What Curiosity will carry

The Curiosity rover would itself carry heavy hardware with instruments such as the Chemcam, which uses a laser that can vaporise rocks seven metres away, and analyse their spectrum. Other instruments include the radiation assessment detector (RAD), the Mastcam to record high resolution colour video of the surroundings and the Robot arm to gather samples for analysis by internal instruments. The arm also houses the Mars Hand Lens Imager for close-up photos and the Alpha Particle X-ray Spectrometer for analysing rocks.

The sample analysis at Mars (in situ analysis) contains a gas chromatograph, laser mass spectrometer and a Chemin X-ray instrument.
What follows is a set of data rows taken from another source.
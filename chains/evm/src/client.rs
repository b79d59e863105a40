// Copyright 2022 Webb Technologies Inc.
//
// Licensed under the Apache License, Version 2.0 (the "License");
// you may not use this file except in compliance with the License.
// You may obtain a copy of the License at
//
// http://www.apache.org/licenses/LICENSE-2.0
//
// Unless required by applicable law or agreed to in writing, software
// distributed under the License is distributed on an "AS IS" BASIS,
// WITHOUT WARRANTIES OR CONDITIONS OF ANY KIND, either express or implied.
// See the License for the specific language governing permissions and
// limitations under the License.

use std::sync::Arc;

use ethers::contract::abigen;
use ethers::middleware::Middleware;
use ethers::types::transaction::eip2718::TypedTransaction;
use ethers::types::{Address, BlockNumber, TransactionReceipt, H256, U256};

use crossbridge_relayer_types::{DepositNonce, DomainId, ProposalStatus, ResourceId};
use crossbridge_relayer_utils::{Result, SignerClient};

use crate::gas::FeeQuote;

abigen!(
    BridgeContract,
    r#"[
        event Deposit(uint8 destinationDomainID, bytes32 resourceID, uint64 depositNonce, address handler, bytes data)
        function getProposalStatus(uint8 originDomainID, uint64 depositNonce, bytes32 dataHash) external view returns (uint8)
        function hasVotedOnProposal(uint8 originDomainID, uint64 depositNonce, bytes32 dataHash, address relayer) external view returns (bool)
        function voteProposal(uint8 originDomainID, uint64 depositNonce, bytes32 resourceID, bytes data) external
    ]"#
);

/// One `Deposit` event, pulled off the bridge contract's logs.
#[derive(Debug, Clone, PartialEq, Eq)]
pub struct DepositLog {
    /// Domain id the deposit is addressed to.
    pub destination_domain_id: DomainId,
    /// Resource id the deposit is for.
    pub resource_id: ResourceId,
    /// The deposit nonce, monotonic per source domain.
    pub deposit_nonce: DepositNonce,
    /// The handler contract that recorded the deposit.
    pub handler: Address,
    /// Handler-specific calldata recorded alongside the deposit.
    pub data: Vec<u8>,
}

/// The header fields the listener needs for continuity checking.
#[derive(Debug, Clone, Copy, PartialEq, Eq)]
pub struct BlockInfo {
    /// The block number.
    pub number: u64,
    /// The block hash.
    pub hash: H256,
    /// The hash of the parent block.
    pub parent_hash: H256,
}

/// Everything the listener and the voter need from an EVM node and its
/// bridge contract, behind one trait so tests can run against a scripted
/// chain.
#[async_trait::async_trait]
pub trait BridgeClient: Send + Sync + 'static {
    /// The current head block number.
    async fn latest_block(&self) -> Result<u64>;

    /// Header info for the given block.
    async fn block_info(&self, number: u64) -> Result<BlockInfo>;

    /// All `Deposit` events the bridge contract emitted in the block.
    async fn deposit_logs_in_block(&self, number: u64)
        -> Result<Vec<DepositLog>>;

    /// The proposal status for `(origin, nonce, data_hash)`.
    async fn proposal_status(
        &self,
        origin: DomainId,
        nonce: DepositNonce,
        data_hash: H256,
    ) -> Result<ProposalStatus>;

    /// Whether `voter` already voted on `(origin, nonce, data_hash)`.
    async fn has_voted(
        &self,
        origin: DomainId,
        nonce: DepositNonce,
        data_hash: H256,
        voter: Address,
    ) -> Result<bool>;

    /// The address votes are signed with.
    fn relayer_address(&self) -> Address;

    /// The account's next nonce, including pending transactions.
    async fn pending_nonce(&self) -> Result<U256>;

    /// Estimated `(max_fee_per_gas, max_priority_fee_per_gas)` for the
    /// next block.
    async fn estimate_fees(&self) -> Result<(U256, U256)>;

    /// Broadcasts a `voteProposal` transaction and returns its hash.
    /// Does not wait for inclusion.
    async fn submit_vote(
        &self,
        origin: DomainId,
        nonce: DepositNonce,
        resource_id: ResourceId,
        data: Vec<u8>,
        fees: &FeeQuote,
        tx_nonce: U256,
    ) -> Result<H256>;

    /// The receipt for the transaction, if it was included.
    async fn transaction_receipt(
        &self,
        tx_hash: H256,
    ) -> Result<Option<TransactionReceipt>>;
}

/// The production [`BridgeClient`], an ethers signing client plus the
/// bridge contract binding.
pub struct EvmClient {
    client: Arc<SignerClient>,
    contract: BridgeContract<SignerClient>,
    address: Address,
}

impl EvmClient {
    /// Wraps a signing client and the bridge contract deployed at
    /// `bridge`.
    pub fn new(client: Arc<SignerClient>, bridge: Address) -> Self {
        use ethers::signers::Signer;
        let address = client.signer().address();
        let contract = BridgeContract::new(bridge, Arc::clone(&client));
        Self {
            client,
            contract,
            address,
        }
    }
}

#[async_trait::async_trait]
impl BridgeClient for EvmClient {
    async fn latest_block(&self) -> Result<u64> {
        let number = self.client.get_block_number().await?;
        Ok(number.as_u64())
    }

    async fn block_info(&self, number: u64) -> Result<BlockInfo> {
        let block = self
            .client
            .get_block(number)
            .await?
            .ok_or(crossbridge_relayer_utils::Error::Generic(
                "block not yet available on the node",
            ))?;
        Ok(BlockInfo {
            number,
            hash: block.hash.unwrap_or_default(),
            parent_hash: block.parent_hash,
        })
    }

    async fn deposit_logs_in_block(
        &self,
        number: u64,
    ) -> Result<Vec<DepositLog>> {
        let events = self
            .contract
            .event::<DepositFilter>()
            .from_block(number)
            .to_block(number)
            .query()
            .await?;
        Ok(events
            .into_iter()
            .map(|e| DepositLog {
                destination_domain_id: DomainId(e.destination_domain_id),
                resource_id: ResourceId(e.resource_id),
                deposit_nonce: e.deposit_nonce,
                handler: e.handler,
                data: e.data.to_vec(),
            })
            .collect())
    }

    async fn proposal_status(
        &self,
        origin: DomainId,
        nonce: DepositNonce,
        data_hash: H256,
    ) -> Result<ProposalStatus> {
        let raw = self
            .contract
            .get_proposal_status(origin.0, nonce, data_hash.into())
            .call()
            .await?;
        ProposalStatus::try_from(raw)
    }

    async fn has_voted(
        &self,
        origin: DomainId,
        nonce: DepositNonce,
        data_hash: H256,
        voter: Address,
    ) -> Result<bool> {
        let voted = self
            .contract
            .has_voted_on_proposal(origin.0, nonce, data_hash.into(), voter)
            .call()
            .await?;
        Ok(voted)
    }

    fn relayer_address(&self) -> Address {
        self.address
    }

    async fn pending_nonce(&self) -> Result<U256> {
        let nonce = self
            .client
            .get_transaction_count(
                self.address,
                Some(BlockNumber::Pending.into()),
            )
            .await?;
        Ok(nonce)
    }

    async fn estimate_fees(&self) -> Result<(U256, U256)> {
        let fees = self.client.estimate_eip1559_fees(None).await?;
        Ok(fees)
    }

    async fn submit_vote(
        &self,
        origin: DomainId,
        nonce: DepositNonce,
        resource_id: ResourceId,
        data: Vec<u8>,
        fees: &FeeQuote,
        tx_nonce: U256,
    ) -> Result<H256> {
        let call = self.contract.vote_proposal(
            origin.0,
            nonce,
            resource_id.into_bytes(),
            data.into(),
        );
        let mut tx = call.tx.clone();
        tx.set_gas(fees.gas_limit);
        tx.set_nonce(tx_nonce);
        if let TypedTransaction::Eip1559(inner) = &mut tx {
            inner.max_fee_per_gas = Some(fees.max_fee_per_gas);
            inner.max_priority_fee_per_gas =
                Some(fees.max_priority_fee_per_gas);
        }
        let pending = self.client.send_transaction(tx, None).await?;
        Ok(pending.tx_hash())
    }

    async fn transaction_receipt(
        &self,
        tx_hash: H256,
    ) -> Result<Option<TransactionReceipt>> {
        let receipt = self.client.get_transaction_receipt(tx_hash).await?;
        Ok(receipt)
    }
}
In addition, there is the Rover environmental monitoring station (to measure pressure, humidity, temperature, wind speed, UV radiation etc) and dynamic Albedo neutron device to detect hydrogen even one metre below the Martian surface.

Powered by RTG (Radio-isotopic Thermal Generator), Curiosity is supposed to travel a total of more than twenty kilometers during its two year operational life time. Of course, the power supply would last well over ten years and the rover could last longer! Curiosity would also record large numbers of high resolution stereoscopic colour images.

However, it would not be able to search for living or fossil micro-organisms. This is perhaps the task for later missions like the planned Multi-spacecraft EXOMARS project scheduled for 2017.

In short, by the end of 2012 we could be well on the way to understand long-standing puzzles concerning Mars and its evolution.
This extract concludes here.